Given records –
··········

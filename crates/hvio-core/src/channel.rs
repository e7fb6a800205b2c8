//! Per-vCPU request slots shared between the hypervisor and the device model.
//!
//! Every vCPU owns exactly one slot. The slot's state word moves through
//! `Free -> Pending -> Processing -> Complete -> Free`; each arrow has exactly one writer:
//!
//! - the vCPU submits (`Free -> Pending`) and releases (`Complete -> Free`),
//! - the device model claims (`Pending -> Processing`) and completes (`Processing -> Complete`).
//!
//! Transitions are compare-exchanges on the state word, so a side that loses a race observes the
//! state it lost to instead of corrupting the record. The record itself is only written by the
//! side that currently owns the slot.

use crate::error::{IoEmulError, Result};
use crate::protocol::{decode_request, encode_request, SLOT_RECORD_BYTES};
use crate::request::{Direction, IoAccess, RequestState};
use std::sync::atomic::{AtomicU32, AtomicU64, Ordering};
use std::sync::{Condvar, Mutex, MutexGuard};
use std::time::{Duration, Instant};

/// Out-of-band notification to the device model that a slot became pending.
///
/// Called on the submitting vCPU's thread, after the slot is visible as `Pending`.
pub trait DeviceModelNotifier: Send + Sync {
    fn request_pending(&self, vm_id: u16, vcpu_id: u16);
}

/// Identifies one deferred request. `seq` increases with every submission on the slot, so a
/// token from an earlier request never matches a later one.
#[derive(Debug, Clone, Copy, PartialEq, Eq, Hash)]
pub struct CompletionToken {
    pub vm_id: u16,
    pub vcpu_id: u16,
    pub seq: u64,
}

pub struct RequestSlot {
    state: AtomicU32,
    seq: AtomicU64,
    record: Mutex<[u8; SLOT_RECORD_BYTES]>,
}

impl RequestSlot {
    fn new() -> Self {
        Self {
            state: AtomicU32::new(RequestState::Free as u32),
            seq: AtomicU64::new(0),
            record: Mutex::new([0; SLOT_RECORD_BYTES]),
        }
    }

    pub fn state(&self) -> RequestState {
        // Only this module stores into the word, always from a `RequestState`.
        RequestState::from_raw(self.state.load(Ordering::Acquire)).unwrap_or_default()
    }

    /// Sequence number of the most recent submission.
    pub fn seq(&self) -> u64 {
        self.seq.load(Ordering::Acquire)
    }

    fn transition(&self, vcpu_id: u16, from: RequestState, to: RequestState) -> Result<()> {
        self.state
            .compare_exchange(from as u32, to as u32, Ordering::AcqRel, Ordering::Acquire)
            .map(|_| ())
            .map_err(|raw| IoEmulError::UnexpectedState {
                vcpu_id,
                expected: from,
                found: RequestState::from_raw(raw).unwrap_or_default(),
            })
    }

    fn record(&self) -> MutexGuard<'_, [u8; SLOT_RECORD_BYTES]> {
        self.record
            .lock()
            .unwrap_or_else(|poisoned| poisoned.into_inner())
    }

    fn read(&self) -> Result<IoAccess> {
        Ok(decode_request(&self.record()[..])?)
    }

    fn write(&self, access: &IoAccess) {
        *self.record() = encode_request(access);
    }
}

/// The request slots of one VM plus the wakeup plumbing for both sides.
pub struct RequestChannel {
    vm_id: u16,
    slots: Box<[RequestSlot]>,
    /// Bumped on every state change; both condvars wait on it.
    events: Mutex<u64>,
    completed: Condvar,
    pending: Condvar,
}

impl RequestChannel {
    pub fn new(vm_id: u16, vcpu_num: u16) -> Self {
        Self {
            vm_id,
            slots: (0..vcpu_num).map(|_| RequestSlot::new()).collect(),
            events: Mutex::new(0),
            completed: Condvar::new(),
            pending: Condvar::new(),
        }
    }

    pub fn vm_id(&self) -> u16 {
        self.vm_id
    }

    pub fn vcpu_num(&self) -> u16 {
        self.slots.len() as u16
    }

    pub fn slot(&self, vcpu_id: u16) -> Result<&RequestSlot> {
        self.slots
            .get(usize::from(vcpu_id))
            .ok_or(IoEmulError::NoSuchVcpu {
                vm_id: self.vm_id,
                vcpu_id,
            })
    }

    pub fn state(&self, vcpu_id: u16) -> Result<RequestState> {
        Ok(self.slot(vcpu_id)?.state())
    }

    fn events(&self) -> MutexGuard<'_, u64> {
        self.events
            .lock()
            .unwrap_or_else(|poisoned| poisoned.into_inner())
    }

    fn bump(&self, cv: &Condvar) {
        let mut guard = self.events();
        *guard = guard.wrapping_add(1);
        cv.notify_all();
    }

    // ---------------------------------------------------------------------
    // vCPU side
    // ---------------------------------------------------------------------

    /// Publishes `access` in the vCPU's slot and marks it `Pending`.
    pub(crate) fn submit(
        &self,
        vcpu_id: u16,
        access: &IoAccess,
        notifier: Option<&dyn DeviceModelNotifier>,
    ) -> Result<CompletionToken> {
        let slot = self.slot(vcpu_id)?;
        let state = slot.state();
        if state != RequestState::Free {
            return Err(IoEmulError::RequestInFlight { vcpu_id, state });
        }

        slot.write(access);
        let seq = slot.seq.fetch_add(1, Ordering::AcqRel) + 1;
        slot.transition(vcpu_id, RequestState::Free, RequestState::Pending)?;
        self.bump(&self.pending);

        if let Some(notifier) = notifier {
            notifier.request_pending(self.vm_id, vcpu_id);
        }
        Ok(CompletionToken {
            vm_id: self.vm_id,
            vcpu_id,
            seq,
        })
    }

    /// Returns the completed request without releasing the slot.
    pub(crate) fn completed(&self, vcpu_id: u16) -> Result<IoAccess> {
        let slot = self.slot(vcpu_id)?;
        let found = slot.state();
        if found != RequestState::Complete {
            return Err(IoEmulError::UnexpectedState {
                vcpu_id,
                expected: RequestState::Complete,
                found,
            });
        }
        slot.read()
    }

    /// `Complete -> Free`.
    pub(crate) fn release(&self, vcpu_id: u16) -> Result<()> {
        self.slot(vcpu_id)?
            .transition(vcpu_id, RequestState::Complete, RequestState::Free)?;
        self.bump(&self.pending);
        Ok(())
    }

    /// Blocks until the vCPU's slot is `Complete`.
    ///
    /// `timeout: None` waits forever. With `polling` the caller spins on the state word instead
    /// of sleeping on the condition variable.
    pub fn wait_for_completion(
        &self,
        vcpu_id: u16,
        timeout: Option<Duration>,
        polling: bool,
    ) -> Result<()> {
        let slot = self.slot(vcpu_id)?;
        let deadline = timeout.map(|t| Instant::now() + t);
        let timed_out = || {
            tracing::error!(vm_id = self.vm_id, vcpu_id, ?timeout, "I/O completion timed out");
            IoEmulError::CompletionTimeout {
                vcpu_id,
                timeout: timeout.unwrap_or_default(),
            }
        };

        if polling {
            while slot.state() != RequestState::Complete {
                if deadline.is_some_and(|d| Instant::now() >= d) {
                    return Err(timed_out());
                }
                std::hint::spin_loop();
                std::thread::yield_now();
            }
            return Ok(());
        }

        let mut guard = self.events();
        while slot.state() != RequestState::Complete {
            guard = match deadline {
                None => self
                    .completed
                    .wait(guard)
                    .unwrap_or_else(|poisoned| poisoned.into_inner()),
                Some(deadline) => {
                    let now = Instant::now();
                    if now >= deadline {
                        return Err(timed_out());
                    }
                    self.completed
                        .wait_timeout(guard, deadline - now)
                        .unwrap_or_else(|poisoned| poisoned.into_inner())
                        .0
                }
            };
        }
        Ok(())
    }

    // ---------------------------------------------------------------------
    // Device-model side
    // ---------------------------------------------------------------------

    /// vCPUs whose slot is `Pending`, in vCPU order.
    pub fn pending_vcpus(&self) -> Vec<u16> {
        self.slots
            .iter()
            .enumerate()
            .filter(|(_, slot)| slot.state() == RequestState::Pending)
            .map(|(id, _)| id as u16)
            .collect()
    }

    /// Claims a pending request: `Pending -> Processing`.
    pub fn take(&self, vcpu_id: u16) -> Result<IoAccess> {
        let slot = self.slot(vcpu_id)?;
        slot.transition(vcpu_id, RequestState::Pending, RequestState::Processing)?;
        slot.read()
    }

    /// Finishes a claimed request: `Processing -> Complete`, then wakes the vCPU.
    ///
    /// `value` is stored (truncated to the access size) for reads and ignored for writes.
    pub fn complete(&self, vcpu_id: u16, value: u64) -> Result<()> {
        let slot = self.slot(vcpu_id)?;
        let found = slot.state();
        if found != RequestState::Processing {
            return Err(IoEmulError::UnexpectedState {
                vcpu_id,
                expected: RequestState::Processing,
                found,
            });
        }

        let mut access = slot.read()?;
        if access.direction() == Direction::Read {
            access.set_value(value);
            slot.write(&access);
        }
        slot.transition(vcpu_id, RequestState::Processing, RequestState::Complete)?;
        self.bump(&self.completed);
        Ok(())
    }

    /// Blocks until at least one slot is `Pending` and returns the pending vCPUs. Returns an
    /// empty list on timeout.
    pub fn wait_for_pending(&self, timeout: Option<Duration>) -> Vec<u16> {
        let deadline = timeout.map(|t| Instant::now() + t);
        let mut guard = self.events();
        loop {
            let pending = self.pending_vcpus();
            if !pending.is_empty() {
                return pending;
            }
            guard = match deadline {
                None => self
                    .pending
                    .wait(guard)
                    .unwrap_or_else(|poisoned| poisoned.into_inner()),
                Some(deadline) => {
                    let now = Instant::now();
                    if now >= deadline {
                        return pending;
                    }
                    self.pending
                        .wait_timeout(guard, deadline - now)
                        .unwrap_or_else(|poisoned| poisoned.into_inner())
                        .0
                }
            };
        }
    }
}

impl std::fmt::Debug for RequestChannel {
    fn fmt(&self, f: &mut std::fmt::Formatter<'_>) -> std::fmt::Result {
        f.debug_struct("RequestChannel")
            .field("vm_id", &self.vm_id)
            .field(
                "states",
                &self.slots.iter().map(RequestSlot::state).collect::<Vec<_>>(),
            )
            .finish()
    }
}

··········

Your objective – Which of the lines in the data hold the string "value"? Report each of them by copying it.

Answer box –
    /// `value` is stored (truncated to the access size) for reads and ignored for writes.
    pub fn complete(&self, vcpu_id: u16, value: u64) -> Result<()> {
            access.set_value(value);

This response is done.